* **Task details**
The string "struct" may appear in lines of the entries below. Report how many lines hold it, with only the number.

Data extracted from a collection
▽
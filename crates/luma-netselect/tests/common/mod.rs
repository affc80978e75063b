#![allow(dead_code)]

use async_trait::async_trait;
use luma_netselect::handler::routes;
use luma_netselect::{
    BlockSink, ClusterConfig, Coordinator, DataBlock, LogRow, MemoryEngine, Query, QueryEngine,
    RequestHandler, Result, SelectError, TenantId, TenantScope, ValueWithHits,
};
use std::net::SocketAddr;
use std::sync::atomic::{AtomicUsize, Ordering};
use std::sync::Arc;

pub fn tenant() -> TenantId {
    TenantId::new(0, 0)
}

pub fn scope() -> TenantScope {
    TenantScope::single(tenant())
}

pub fn query(text: &str) -> Query {
    Query::parse(text, i64::MAX).unwrap()
}

/// Starts a storage node serving `engine` on an ephemeral port.
pub fn spawn_node(engine: Arc<dyn QueryEngine>, flush_threshold: usize) -> SocketAddr {
    let handler = Arc::new(RequestHandler::new(engine).with_flush_threshold(flush_threshold));
    let (addr, server) = warp::serve(routes(handler)).bind_ephemeral(([127, 0, 0, 1], 0));
    tokio::spawn(server);
    addr
}

pub fn coordinator(addrs: &[SocketAddr], disable_compression: bool) -> Coordinator {
    let config = ClusterConfig {
        nodes: addrs.iter().map(|a| a.to_string()).collect(),
        disable_compression,
        request_timeout_secs: Some(30),
        ..ClusterConfig::default()
    };
    Coordinator::new(&config).unwrap()
}

/// Rows tagged with `node` in the `node` field and numbered in `_msg`.
pub fn engine_with_rows(node: &str, count: usize) -> Arc<MemoryEngine> {
    let rows = (0..count)
        .map(|i| {
            LogRow::new(tenant(), i as i64)
                .with_stream("app", node)
                .with_field("node", node)
                .with_field("_msg", &format!("{node} message {i}"))
        })
        .collect();
    Arc::new(MemoryEngine::from_rows(rows).with_block_rows(7))
}

/// Fails every request with an engine error carrying `message`.
pub struct FailingEngine {
    pub message: String,
}

impl FailingEngine {
    pub fn new(message: &str) -> Arc<Self> {
        Arc::new(Self {
            message: message.to_string(),
        })
    }

    fn fail<T>(&self) -> Result<T> {
        Err(SelectError::Engine(self.message.clone()))
    }
}

#[async_trait]
impl QueryEngine for FailingEngine {
    async fn run_query(&self, _: &TenantScope, _: &Query, _: &dyn BlockSink) -> Result<()> {
        self.fail()
    }
    async fn field_names(&self, _: &TenantScope, _: &Query) -> Result<Vec<ValueWithHits>> {
        self.fail()
    }
    async fn field_values(
        &self,
        _: &TenantScope,
        _: &Query,
        _: &str,
        _: u64,
    ) -> Result<Vec<ValueWithHits>> {
        self.fail()
    }
    async fn stream_field_names(&self, _: &TenantScope, _: &Query) -> Result<Vec<ValueWithHits>> {
        self.fail()
    }
    async fn stream_field_values(
        &self,
        _: &TenantScope,
        _: &Query,
        _: &str,
        _: u64,
    ) -> Result<Vec<ValueWithHits>> {
        self.fail()
    }
    async fn streams(&self, _: &TenantScope, _: &Query, _: u64) -> Result<Vec<ValueWithHits>> {
        self.fail()
    }
    async fn stream_ids(&self, _: &TenantScope, _: &Query, _: u64) -> Result<Vec<ValueWithHits>> {
        self.fail()
    }
}

/// Never answers.
pub struct HangingEngine;

#[async_trait]
impl QueryEngine for HangingEngine {
    async fn run_query(&self, _: &TenantScope, _: &Query, _: &dyn BlockSink) -> Result<()> {
        std::future::pending().await
    }
    async fn field_names(&self, _: &TenantScope, _: &Query) -> Result<Vec<ValueWithHits>> {
        std::future::pending().await
    }
    async fn field_values(
        &self,
        _: &TenantScope,
        _: &Query,
        _: &str,
        _: u64,
    ) -> Result<Vec<ValueWithHits>> {
        std::future::pending().await
    }
    async fn stream_field_names(&self, _: &TenantScope, _: &Query) -> Result<Vec<ValueWithHits>> {
        std::future::pending().await
    }
    async fn stream_field_values(
        &self,
        _: &TenantScope,
        _: &Query,
        _: &str,
        _: u64,
    ) -> Result<Vec<ValueWithHits>> {
        std::future::pending().await
    }
    async fn streams(&self, _: &TenantScope, _: &Query, _: u64) -> Result<Vec<ValueWithHits>> {
        std::future::pending().await
    }
    async fn stream_ids(&self, _: &TenantScope, _: &Query, _: u64) -> Result<Vec<ValueWithHits>> {
        std::future::pending().await
    }
}

/// Counts how often the wrapped engine is invoked.
pub struct CountingEngine {
    pub inner: Arc<MemoryEngine>,
    pub calls: AtomicUsize,
}

impl CountingEngine {
    pub fn new(inner: Arc<MemoryEngine>) -> Arc<Self> {
        Arc::new(Self {
            inner,
            calls: AtomicUsize::new(0),
        })
    }

    pub fn calls(&self) -> usize {
        self.calls.load(Ordering::SeqCst)
    }

    fn hit(&self) {
        self.calls.fetch_add(1, Ordering::SeqCst);
    }
}

#[async_trait]
impl QueryEngine for CountingEngine {
    async fn run_query(&self, t: &TenantScope, q: &Query, sink: &dyn BlockSink) -> Result<()> {
        self.hit();
        self.inner.run_query(t, q, sink).await
    }
    async fn field_names(&self, t: &TenantScope, q: &Query) -> Result<Vec<ValueWithHits>> {
        self.hit();
        self.inner.field_names(t, q).await
    }
    async fn field_values(
        &self,
        t: &TenantScope,
        q: &Query,
        f: &str,
        l: u64,
    ) -> Result<Vec<ValueWithHits>> {
        self.hit();
        self.inner.field_values(t, q, f, l).await
    }
    async fn stream_field_names(&self, t: &TenantScope, q: &Query) -> Result<Vec<ValueWithHits>> {
        self.hit();
        self.inner.stream_field_names(t, q).await
    }
    async fn stream_field_values(
        &self,
        t: &TenantScope,
        q: &Query,
        f: &str,
        l: u64,
    ) -> Result<Vec<ValueWithHits>> {
        self.hit();
        self.inner.stream_field_values(t, q, f, l).await
    }
    async fn streams(&self, t: &TenantScope, q: &Query, l: u64) -> Result<Vec<ValueWithHits>> {
        self.hit();
        self.inner.streams(t, q, l).await
    }
    async fn stream_ids(&self, t: &TenantScope, q: &Query, l: u64) -> Result<Vec<ValueWithHits>> {
        self.hit();
        self.inner.stream_ids(t, q, l).await
    }
}

/// How a [`PartialEngine`] ends its query once its blocks are written.
#[derive(Debug, Clone, Copy)]
pub enum Ending {
    Fail,
    Panic,
}

/// Emits `blocks` blocks of 50 rows, then fails or panics.
pub struct PartialEngine {
    pub blocks: usize,
    pub ending: Ending,
}

impl PartialEngine {
    pub fn new(blocks: usize, ending: Ending) -> Arc<Self> {
        Arc::new(Self { blocks, ending })
    }

    fn unsupported<T>(&self) -> Result<T> {
        Err(SelectError::Engine("value lists are not supported".into()))
    }
}

#[async_trait]
impl QueryEngine for PartialEngine {
    async fn run_query(&self, _: &TenantScope, _: &Query, sink: &dyn BlockSink) -> Result<()> {
        for b in 0..self.blocks {
            let mut block = DataBlock::new();
            block.add_column("_msg", (0..50).map(|i| format!("block {b} row {i}")).collect())?;
            sink.write_block(0, &block).await?;
        }
        tokio::time::sleep(std::time::Duration::from_millis(50)).await;
        match self.ending {
            Ending::Fail => Err(SelectError::Engine("disk went away".into())),
            Ending::Panic => panic!("engine bug after {} blocks", self.blocks),
        }
    }
    async fn field_names(&self, _: &TenantScope, _: &Query) -> Result<Vec<ValueWithHits>> {
        self.unsupported()
    }
    async fn field_values(
        &self,
        _: &TenantScope,
        _: &Query,
        _: &str,
        _: u64,
    ) -> Result<Vec<ValueWithHits>> {
        self.unsupported()
    }
    async fn stream_field_names(&self, _: &TenantScope, _: &Query) -> Result<Vec<ValueWithHits>> {
        self.unsupported()
    }
    async fn stream_field_values(
        &self,
        _: &TenantScope,
        _: &Query,
        _: &str,
        _: u64,
    ) -> Result<Vec<ValueWithHits>> {
        self.unsupported()
    }
    async fn streams(&self, _: &TenantScope, _: &Query, _: u64) -> Result<Vec<ValueWithHits>> {
        self.unsupported()
    }
    async fn stream_ids(&self, _: &TenantScope, _: &Query, _: u64) -> Result<Vec<ValueWithHits>> {
        self.unsupported()
    }
}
△
* **Your solution**
4